» What you will do
What lines of the material below include the string "HandshakeCapabilities"? Copy all of them.

» Available records
--- START ---
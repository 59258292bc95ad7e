//! Audio Receiver Application
//!
//! Joins the network, answers discovery broadcasts and plays the Opus stream
//! of one transmitter at a time.

use anyhow::{Context, Result};
use serde::Serialize;
use std::net::{IpAddr, SocketAddr};
use std::path::PathBuf;
use std::sync::Arc;
use std::time::Duration;
use tracing_subscriber::{layer::SubscriberExt, util::SubscriberInitExt};

use lan_audio_receiver::{
    audio::{
        frame_queue, list_output_devices, CpalOutput, PlaybackEngine, PlaybackOptions,
        PlaybackSnapshot, PlaybackStats,
    },
    codec::{Codec, OpusCodec},
    config::ReceiverConfig,
    constants::*,
    fault::abort_on_fault,
    network::{
        discovery::DiscoverySnapshot, session::SessionSnapshot, AudioSessionServer,
        ConnectionState, ConnectivityManager, ConnectivityReader, Credentials, DiscoveryResponder,
        DiscoveryStats, HostLink, LinkLayer, SessionStats, StreamingFlag,
    },
    protocol::{DeviceDescriptor, HandshakeCapabilities},
};

const STATUS_INTERVAL: Duration = Duration::from_secs(10);

#[derive(Serialize)]
struct StatusSnapshot {
    connection: ConnectionState,
    streaming: bool,
    playback: PlaybackSnapshot,
    session: SessionSnapshot,
    discovery: DiscoverySnapshot,
}

struct StatusSources {
    connectivity: ConnectivityReader,
    streaming: StreamingFlag,
    playback: Arc<PlaybackStats>,
    session: Arc<SessionStats>,
    discovery: Arc<DiscoveryStats>,
}

impl StatusSources {
    fn snapshot(&self) -> StatusSnapshot {
        StatusSnapshot {
            connection: self.connectivity.state(),
            streaming: self.streaming.is_streaming(),
            playback: self.playback.snapshot(),
            session: self.session.snapshot(),
            discovery: self.discovery.snapshot(),
        }
    }
}

#[tokio::main]
async fn main() -> Result<()> {
    // Initialize logging
    tracing_subscriber::registry()
        .with(tracing_subscriber::EnvFilter::new(
            std::env::var("RUST_LOG").unwrap_or_else(|_| "info".into()),
        ))
        .with(tracing_subscriber::fmt::layer())
        .init();

    tracing::info!("Starting LAN Audio Receiver");

    let config = match std::env::args().nth(1).map(PathBuf::from).or_else(ReceiverConfig::default_path) {
        Some(path) => ReceiverConfig::load(&path)?,
        None => ReceiverConfig::default(),
    };
    config.validate().context("Invalid configuration")?;

    for device in list_output_devices() {
        let default_marker = if device.is_default { " [DEFAULT]" } else { "" };
        tracing::info!(
            "Output device {}{}: rates {:?}, channels {:?}",
            device.name,
            default_marker,
            device.sample_rates,
            device.channels
        );
    }

    let fault = abort_on_fault();
    let bind_ip: IpAddr = config
        .network
        .bind_address
        .parse()
        .context("Invalid bind address")?;

    // Link and connectivity
    let (link, link_events) = HostLink::new(config.mac_override()?);
    let mac_address = link.mac_address();
    let credentials = Credentials {
        ssid: config.network.ssid.clone(),
        psk: config.network.psk.clone(),
    };
    let manager = ConnectivityManager::new(link, credentials, &config.connectivity);
    let (connectivity, _connectivity_handle) = manager
        .spawn(link_events)
        .context("Failed to apply network credentials")?;

    // Identity
    let codec = OpusCodec;
    let descriptor = DeviceDescriptor::new(mac_address, &config.device.name, &codec.version());
    tracing::info!(
        "Receiver {:?} ({}), codec {}",
        descriptor.device_name,
        descriptor.mac_address,
        descriptor.codec_version
    );
    let capabilities = HandshakeCapabilities {
        descriptor: descriptor.clone(),
        max_encoded_frame_size: MAX_ENCODED_FRAME_SIZE as u32,
        max_decoded_frame_size: MAX_DECODED_FRAME_SIZE as u32,
    };

    // Playback
    let output = CpalOutput::new(
        config.playback.output_device.as_deref(),
        DECODE_CHANNELS,
        DECODE_SAMPLE_RATE,
        Duration::from_millis(config.playback.output_buffer_ms),
    )
    .context("Failed to open audio output")?;

    let (frames_tx, frames_rx) = frame_queue(config.playback.queue_capacity);
    let engine = PlaybackEngine::new(
        frames_rx,
        codec,
        output,
        PlaybackOptions {
            skip_undecodable_frames: config.playback.skip_undecodable_frames,
        },
        fault.clone(),
    );
    let playback_stats = engine.stats();
    engine.spawn()?;

    // Audio sessions
    let server = AudioSessionServer::bind(
        SocketAddr::new(bind_ip, config.network.audio_port),
        capabilities,
        frames_tx,
        connectivity.clone(),
    )?;
    let streaming = server.streaming_flag();
    let session_stats = server.stats();
    server.spawn()?;

    // Discovery
    let responder = DiscoveryResponder::new(
        SocketAddr::new(bind_ip, config.network.discovery_port),
        descriptor,
        streaming.clone(),
        connectivity.clone(),
        fault,
    );
    let discovery_stats = responder.stats();
    responder.spawn()?;

    let status = StatusSources {
        connectivity,
        streaming,
        playback: playback_stats,
        session: session_stats,
        discovery: discovery_stats,
    };

    let mut interval = tokio::time::interval(STATUS_INTERVAL);
    let shutdown = tokio::signal::ctrl_c();
    tokio::pin!(shutdown);

    loop {
        tokio::select! {
            _ = interval.tick() => {
                match serde_json::to_string(&status.snapshot()) {
                    Ok(json) => tracing::info!("Status: {}", json),
                    Err(e) => tracing::warn!("Failed to serialize status: {}", e),
                }
            }
            result = &mut shutdown => {
                if let Err(e) = result {
                    tracing::warn!("Signal handler failed: {}", e);
                }
                tracing::info!("Shutting down");
                break;
            }
        }
    }

    Ok(())
}
//! Receiver configuration
//!
//! Loaded from a TOML file. Every field has a default, so a missing file or a
//! partial file is valid; only values outside the supported ranges are
//! rejected.

use serde::{Deserialize, Serialize};
use std::path::{Path, PathBuf};
use std::time::Duration;

use crate::constants::*;
use crate::error::{Error, Result};
use crate::protocol::{MacAddress, MAX_DESCRIPTOR_STRING_BYTES};

const CONFIG_FILE_NAME: &str = "config.toml";

/// Longest network name a link layer accepts
pub const MAX_SSID_BYTES: usize = 32;

/// Longest pre-shared key a link layer accepts
pub const MAX_PSK_BYTES: usize = 64;

#[derive(Debug, Clone, Default, PartialEq, Serialize, Deserialize)]
#[serde(default)]
pub struct ReceiverConfig {
    pub network: NetworkConfig,
    pub connectivity: ConnectivityConfig,
    pub playback: PlaybackConfig,
    pub device: DeviceConfig,
}

#[derive(Debug, Clone, PartialEq, Serialize, Deserialize)]
#[serde(default)]
pub struct NetworkConfig {
    /// Name of the network to associate with
    pub ssid: String,
    /// Pre-shared key; never logged
    pub psk: String,
    pub bind_address: String,
    pub discovery_port: u16,
    pub audio_port: u16,
}

impl Default for NetworkConfig {
    fn default() -> Self {
        Self {
            ssid: String::new(),
            psk: String::new(),
            bind_address: "0.0.0.0".to_string(),
            discovery_port: DISCOVERY_PORT,
            audio_port: AUDIO_PORT,
        }
    }
}

#[derive(Debug, Clone, PartialEq, Serialize, Deserialize)]
#[serde(default)]
pub struct ConnectivityConfig {
    /// Immediate reassociation attempts before entering cooldown
    pub max_retry_attempts: u32,
    pub cooldown_ms: u64,
    /// Scan results considered when picking an access point
    pub max_scan_results: usize,
}

impl Default for ConnectivityConfig {
    fn default() -> Self {
        Self {
            max_retry_attempts: MAX_CONNECT_RETRY_ATTEMPTS,
            cooldown_ms: RECONNECT_COOLDOWN_MS,
            max_scan_results: MAX_SCAN_RESULTS,
        }
    }
}

impl ConnectivityConfig {
    pub fn cooldown(&self) -> Duration {
        Duration::from_millis(self.cooldown_ms)
    }
}

#[derive(Debug, Clone, PartialEq, Serialize, Deserialize)]
#[serde(default)]
pub struct PlaybackConfig {
    pub queue_capacity: usize,
    /// Output device name; the host default when absent
    pub output_device: Option<String>,
    /// Audio the output device buffers per service period
    pub output_buffer_ms: u64,
    /// Drop frames the codec rejects instead of faulting
    pub skip_undecodable_frames: bool,
}

impl Default for PlaybackConfig {
    fn default() -> Self {
        Self {
            queue_capacity: FRAME_QUEUE_CAPACITY,
            output_device: None,
            output_buffer_ms: DEFAULT_OUTPUT_BUFFER_MS,
            skip_undecodable_frames: false,
        }
    }
}

#[derive(Debug, Clone, PartialEq, Serialize, Deserialize)]
#[serde(default)]
pub struct DeviceConfig {
    pub name: String,
    /// Overrides the address reported by the link layer
    pub mac_address: Option<String>,
}

impl Default for DeviceConfig {
    fn default() -> Self {
        Self {
            name: DEVICE_NAME.to_string(),
            mac_address: None,
        }
    }
}

impl ReceiverConfig {
    /// Default location: `config.toml` in the platform config directory
    pub fn default_path() -> Option<PathBuf> {
        directories::ProjectDirs::from("", "", "lan-audio-receiver")
            .map(|dirs| dirs.config_dir().join(CONFIG_FILE_NAME))
    }

    /// Reads and validates a config file. A missing file yields defaults.
    pub fn load(path: &Path) -> Result<Self> {
        if !path.exists() {
            tracing::info!("No config at {}, using defaults", path.display());
            return Ok(Self::default());
        }
        let text = std::fs::read_to_string(path)?;
        let config = Self::from_toml(&text)?;
        tracing::info!("Loaded config from {}", path.display());
        Ok(config)
    }

    pub fn from_toml(text: &str) -> Result<Self> {
        let config: Self = toml::from_str(text).map_err(|e| Error::Config(e.to_string()))?;
        config.validate()?;
        Ok(config)
    }

    pub fn validate(&self) -> Result<()> {
        if self.network.ssid.len() > MAX_SSID_BYTES {
            return Err(Error::Config(format!(
                "ssid is {} bytes, at most {} allowed",
                self.network.ssid.len(),
                MAX_SSID_BYTES
            )));
        }
        if self.network.psk.len() > MAX_PSK_BYTES {
            return Err(Error::Config(format!("psk exceeds {} bytes", MAX_PSK_BYTES)));
        }
        if self.network.discovery_port == self.network.audio_port && self.network.audio_port != 0 {
            return Err(Error::Config("discovery and audio ports must differ".to_string()));
        }
        if self.playback.queue_capacity == 0 {
            return Err(Error::Config("queue_capacity must be at least 1".to_string()));
        }
        if self.playback.output_buffer_ms == 0 {
            return Err(Error::Config("output_buffer_ms must be at least 1".to_string()));
        }
        if self.connectivity.max_scan_results == 0 {
            return Err(Error::Config("max_scan_results must be at least 1".to_string()));
        }
        if self.device.name.is_empty() || self.device.name.len() > MAX_DESCRIPTOR_STRING_BYTES {
            return Err(Error::Config(format!(
                "device name must be 1..={} bytes",
                MAX_DESCRIPTOR_STRING_BYTES
            )));
        }
        self.mac_override()?;
        Ok(())
    }

    /// Parsed `device.mac_address`, if set
    pub fn mac_override(&self) -> Result<Option<MacAddress>> {
        self.device
            .mac_address
            .as_deref()
            .map(|s| s.parse::<MacAddress>().map_err(Error::Config))
            .transpose()
    }
}

#[cfg(test)]
mod tests {
    use super::*;

    #[test]
    fn test_defaults_are_valid() {
        let config = ReceiverConfig::default();
        assert!(config.validate().is_ok());
        assert_eq!(config.network.audio_port, 58764);
        assert_eq!(config.network.discovery_port, 58765);
        assert_eq!(config.playback.queue_capacity, 40);
        assert_eq!(config.connectivity.max_retry_attempts, 10);
        assert_eq!(config.connectivity.cooldown(), Duration::from_millis(1000));
    }

    #[test]
    fn test_partial_file_keeps_defaults() {
        let config = ReceiverConfig::from_toml(
            r#"
            [network]
            ssid = "living-room"
            psk = "hunter22"

            [playback]
            skip_undecodable_frames = true
            "#,
        )
        .unwrap();
        assert_eq!(config.network.ssid, "living-room");
        assert_eq!(config.network.audio_port, AUDIO_PORT);
        assert!(config.playback.skip_undecodable_frames);
        assert_eq!(config.device.name, DEVICE_NAME);
    }

    #[test]
    fn test_overlong_credentials_rejected() {
        let text = format!("[network]\nssid = \"{}\"\n", "s".repeat(33));
        assert!(matches!(ReceiverConfig::from_toml(&text), Err(Error::Config(_))));

        let text = format!("[network]\npsk = \"{}\"\n", "p".repeat(65));
        assert!(matches!(ReceiverConfig::from_toml(&text), Err(Error::Config(_))));
    }

    #[test]
    fn test_mac_override() {
        let config = ReceiverConfig::from_toml("[device]\nmac_address = \"02:00:00:AA:BB:CC\"\n").unwrap();
        assert_eq!(
            config.mac_override().unwrap(),
            Some(MacAddress([0x02, 0x00, 0x00, 0xAA, 0xBB, 0xCC]))
        );
        assert!(ReceiverConfig::from_toml("[device]\nmac_address = \"nope\"\n").is_err());
    }

    #[test]
    fn test_missing_file_yields_defaults() {
        let path = std::env::temp_dir().join("lan-audio-receiver-does-not-exist.toml");
        assert_eq!(ReceiverConfig::load(&path).unwrap(), ReceiverConfig::default());
    }
}
//! Frame codec adapter
//!
//! Decodes one compressed frame at a time into the playback PCM buffer and
//! owns the decoder lifecycle: a stream restart destroys the decoder, the
//! next frame creates a fresh one.

use opus::{Channels, Decoder};

use crate::audio::buffer::PlaybackBuffer;
use crate::error::CodecError;

/// A stateful decoder for one stream
pub trait FrameDecoder: Send {
    /// Decodes `frame` into interleaved samples, returning samples per channel.
    fn decode(&mut self, frame: &[u8], pcm: &mut [i16]) -> Result<usize, CodecError>;
}

/// Factory for decoders plus codec metadata
pub trait Codec: Send {
    type Decoder: FrameDecoder;

    fn create_decoder(&self, sample_rate: u32, channels: u16) -> Result<Self::Decoder, CodecError>;

    /// Library version string announced to transmitters
    fn version(&self) -> String;
}

/// libopus
#[derive(Debug, Default, Clone, Copy)]
pub struct OpusCodec;

impl Codec for OpusCodec {
    type Decoder = OpusDecoder;

    fn create_decoder(&self, sample_rate: u32, channels: u16) -> Result<OpusDecoder, CodecError> {
        OpusDecoder::new(sample_rate, channels)
    }

    fn version(&self) -> String {
        opus::version().to_string()
    }
}

/// Opus decoder wrapper
pub struct OpusDecoder {
    decoder: Decoder,
}

impl OpusDecoder {
    pub fn new(sample_rate: u32, channels: u16) -> Result<Self, CodecError> {
        let opus_channels = match channels {
            1 => Channels::Mono,
            2 => Channels::Stereo,
            _ => {
                return Err(CodecError::DecoderInit(format!(
                    "Unsupported channel count: {}",
                    channels
                )))
            }
        };

        let decoder = Decoder::new(sample_rate, opus_channels)
            .map_err(|e| CodecError::DecoderInit(e.to_string()))?;

        Ok(Self { decoder })
    }
}

impl FrameDecoder for OpusDecoder {
    fn decode(&mut self, frame: &[u8], pcm: &mut [i16]) -> Result<usize, CodecError> {
        self.decoder
            .decode(frame, pcm, false)
            .map_err(|e| CodecError::DecodingFailed(e.to_string()))
    }
}

/// Owns the codec and the decoder of the current stream
pub struct FrameCodec<C: Codec> {
    codec: C,
    sample_rate: u32,
    channels: u16,
    decoder: Option<C::Decoder>,
    /// Frames decoded since startup
    frames_decoded: u64,
    /// Decoders created since startup
    decoders_created: u64,
}

impl<C: Codec> FrameCodec<C> {
    pub fn new(codec: C, sample_rate: u32, channels: u16) -> Self {
        Self {
            codec,
            sample_rate,
            channels,
            decoder: None,
            frames_decoded: 0,
            decoders_created: 0,
        }
    }

    /// Discards the decoder so no state leaks into the next stream.
    pub fn reset(&mut self) {
        if self.decoder.take().is_some() {
            tracing::debug!("Decoder destroyed for new stream");
        }
    }

    /// Decodes `frame` into `buffer` and returns the PCM bytes produced.
    pub fn decode<'b>(
        &mut self,
        frame: &[u8],
        buffer: &'b mut PlaybackBuffer,
    ) -> Result<&'b [u8], CodecError> {
        let decoder = match self.decoder.take() {
            Some(decoder) => decoder,
            None => {
                let decoder = self.codec.create_decoder(self.sample_rate, self.channels)?;
                self.decoders_created += 1;
                decoder
            }
        };
        let decoder = self.decoder.insert(decoder);

        let samples_per_channel = decoder.decode(frame, buffer.pcm_mut())?;
        self.frames_decoded += 1;
        buffer.commit(samples_per_channel)
    }

    pub fn version(&self) -> String {
        self.codec.version()
    }

    pub fn frames_decoded(&self) -> u64 {
        self.frames_decoded
    }

    pub fn decoders_created(&self) -> u64 {
        self.decoders_created
    }

    pub fn has_decoder(&self) -> bool {
        self.decoder.is_some()
    }
}
//! Client side of the protocol
//!
//! Used by the `transmitter` binary and by the integration tests: locate
//! receivers with a discovery broadcast, connect, read the handshake and
//! stream frames within the advertised limit.

use bytes::Bytes;
use prost::Message;
use std::collections::HashSet;
use std::net::{Ipv4Addr, SocketAddr, TcpStream};
use std::time::{Duration, Instant};

use crate::constants::DISCOVERY_BUFFER_SIZE;
use crate::error::{NetworkError, ProtocolError};
use crate::network::udp::create_socket;
use crate::protocol::{
    broadcast_message, read_delimited, to_transmitter, write_delimited, BroadcastMessage, Delimited,
    DiscoveryResponse, ReceiverInformation, ToReceiver, ToTransmitter, MAGIC_WORD,
};

/// Bound for the handshake message
const MAX_HANDSHAKE_LEN: usize = 1024;

/// A receiver that answered a discovery request
#[derive(Debug, Clone, PartialEq)]
pub struct DiscoveredReceiver {
    /// Where the reply came from
    pub address: SocketAddr,
    pub info: DiscoveryResponse,
}

/// Broadcasts a discovery request on `port` and collects replies until
/// `timeout` elapses.
pub fn discover_receivers(port: u16, timeout: Duration) -> Result<Vec<DiscoveredReceiver>, NetworkError> {
    discover_receivers_at(SocketAddr::from((Ipv4Addr::BROADCAST, port)), timeout)
}

/// Like [`discover_receivers`], sending the request to `target`
pub fn discover_receivers_at(
    target: SocketAddr,
    timeout: Duration,
) -> Result<Vec<DiscoveredReceiver>, NetworkError> {
    let local = if target.ip().is_loopback() {
        SocketAddr::from((Ipv4Addr::LOCALHOST, 0))
    } else {
        SocketAddr::from((Ipv4Addr::UNSPECIFIED, 0))
    };
    let socket = create_socket(local, Some(Duration::from_millis(50)))?;

    let request = BroadcastMessage::discovery_request().encode_to_vec();
    socket
        .send_to(&request, target)
        .map_err(|e| NetworkError::SendFailed(e.to_string()))?;

    let deadline = Instant::now() + timeout;
    let mut seen = HashSet::new();
    let mut receivers = Vec::new();
    let mut buf = [0u8; DISCOVERY_BUFFER_SIZE];

    while Instant::now() < deadline {
        let (len, from) = match socket.recv_from(&mut buf) {
            Ok(received) => received,
            Err(e)
                if matches!(
                    e.kind(),
                    std::io::ErrorKind::WouldBlock | std::io::ErrorKind::TimedOut
                ) =>
            {
                continue;
            }
            Err(e) => return Err(NetworkError::ReceiveFailed(e.to_string())),
        };

        let Ok(message) = BroadcastMessage::decode(&buf[..len]) else {
            tracing::debug!("Ignoring undecodable reply from {}", from);
            continue;
        };
        if message.magic_word != MAGIC_WORD {
            continue;
        }
        if let Some(broadcast_message::Message::DiscoveryResponse(info)) = message.message {
            if seen.insert(info.mac_address) {
                tracing::debug!("Found receiver {:?} at {}", info.device_name, from);
                receivers.push(DiscoveredReceiver { address: from, info });
            }
        }
    }

    Ok(receivers)
}

/// An open audio session, seen from the transmitter
pub struct RemoteReceiver {
    stream: TcpStream,
    info: ReceiverInformation,
    frames_sent: u64,
}

impl RemoteReceiver {
    /// Connects and reads the handshake
    pub fn connect(addr: SocketAddr) -> Result<Self, ProtocolError> {
        let mut stream = TcpStream::connect(addr)?;
        stream.set_nodelay(true)?;

        let info = match read_delimited::<ToTransmitter, _>(&mut stream, MAX_HANDSHAKE_LEN)? {
            Delimited::Message(ToTransmitter {
                message: Some(to_transmitter::Message::ReceiverInformation(info)),
            }) => info,
            Delimited::Message(ToTransmitter {
                message: Some(to_transmitter::Message::Error(_)),
            }) => return Err(ProtocolError::UnexpectedMessage("receiver error")),
            Delimited::Message(_) => return Err(ProtocolError::UnexpectedMessage("empty handshake")),
            Delimited::Oversized(_) => return Err(ProtocolError::UnexpectedMessage("oversized handshake")),
            Delimited::Malformed(e) => return Err(ProtocolError::Decode(e)),
        };

        tracing::info!(
            "Connected to {} (max frame {} bytes)",
            info.discovery_data
                .as_ref()
                .map(|d| d.device_name.as_str())
                .unwrap_or("receiver"),
            info.max_encoded_frame_size
        );

        Ok(Self {
            stream,
            info,
            frames_sent: 0,
        })
    }

    pub fn information(&self) -> &ReceiverInformation {
        &self.info
    }

    pub fn max_encoded_frame_size(&self) -> usize {
        self.info.max_encoded_frame_size as usize
    }

    pub fn frames_sent(&self) -> u64 {
        self.frames_sent
    }

    /// Sends one encoded frame. Frames above the advertised maximum are
    /// refused locally.
    pub fn send_frame(&mut self, frame: Bytes) -> Result<(), ProtocolError> {
        let max = self.max_encoded_frame_size();
        if frame.len() > max {
            return Err(ProtocolError::FrameTooLarge {
                size: frame.len(),
                max,
            });
        }
        write_delimited(&mut self.stream, &ToReceiver::audio_data(frame))?;
        self.frames_sent += 1;
        Ok(())
    }
}

#[cfg(test)]
mod tests {
    use super::*;
    use crate::protocol::{DeviceDescriptor, HandshakeCapabilities, MacAddress};
    use std::net::TcpListener;
    use std::thread;

    fn capabilities(max: u32) -> HandshakeCapabilities {
        HandshakeCapabilities {
            descriptor: DeviceDescriptor::new(MacAddress([9; 6]), "Desk", "test"),
            max_encoded_frame_size: max,
            max_decoded_frame_size: 23040,
        }
    }

    #[test]
    fn test_connect_reads_handshake_and_enforces_limit() {
        let listener = TcpListener::bind("127.0.0.1:0").unwrap();
        let addr = listener.local_addr().unwrap();
        let server = thread::spawn(move || {
            let (mut stream, _) = listener.accept().unwrap();
            write_delimited(&mut stream, &capabilities(8).to_message(false)).unwrap();
            read_delimited::<ToReceiver, _>(&mut stream, 64).unwrap()
        });

        let mut receiver = RemoteReceiver::connect(addr).unwrap();
        assert_eq!(receiver.max_encoded_frame_size(), 8);
        assert!(matches!(
            receiver.send_frame(Bytes::from_static(b"far too long")),
            Err(ProtocolError::FrameTooLarge { size: 12, max: 8 })
        ));
        receiver.send_frame(Bytes::from_static(b"short")).unwrap();
        assert_eq!(receiver.frames_sent(), 1);

        assert!(matches!(server.join().unwrap(), Delimited::Message(_)));
    }

    #[test]
    fn test_connect_rejects_error_handshake() {
        let listener = TcpListener::bind("127.0.0.1:0").unwrap();
        let addr = listener.local_addr().unwrap();
        thread::spawn(move || {
            let (mut stream, _) = listener.accept().unwrap();
            let error = ToTransmitter {
                message: Some(to_transmitter::Message::Error(crate::protocol::ReceiverError {
                    audio_underflow: true,
                    audio_decode_error: false,
                })),
            };
            write_delimited(&mut stream, &error).unwrap();
        });

        assert!(matches!(
            RemoteReceiver::connect(addr),
            Err(ProtocolError::UnexpectedMessage(_))
        ));
    }
}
--- END ---
» Output of the exercise
    protocol::{DeviceDescriptor, HandshakeCapabilities},
    let capabilities = HandshakeCapabilities {
    use crate::protocol::{DeviceDescriptor, HandshakeCapabilities, MacAddress};
    fn capabilities(max: u32) -> HandshakeCapabilities {
        HandshakeCapabilities {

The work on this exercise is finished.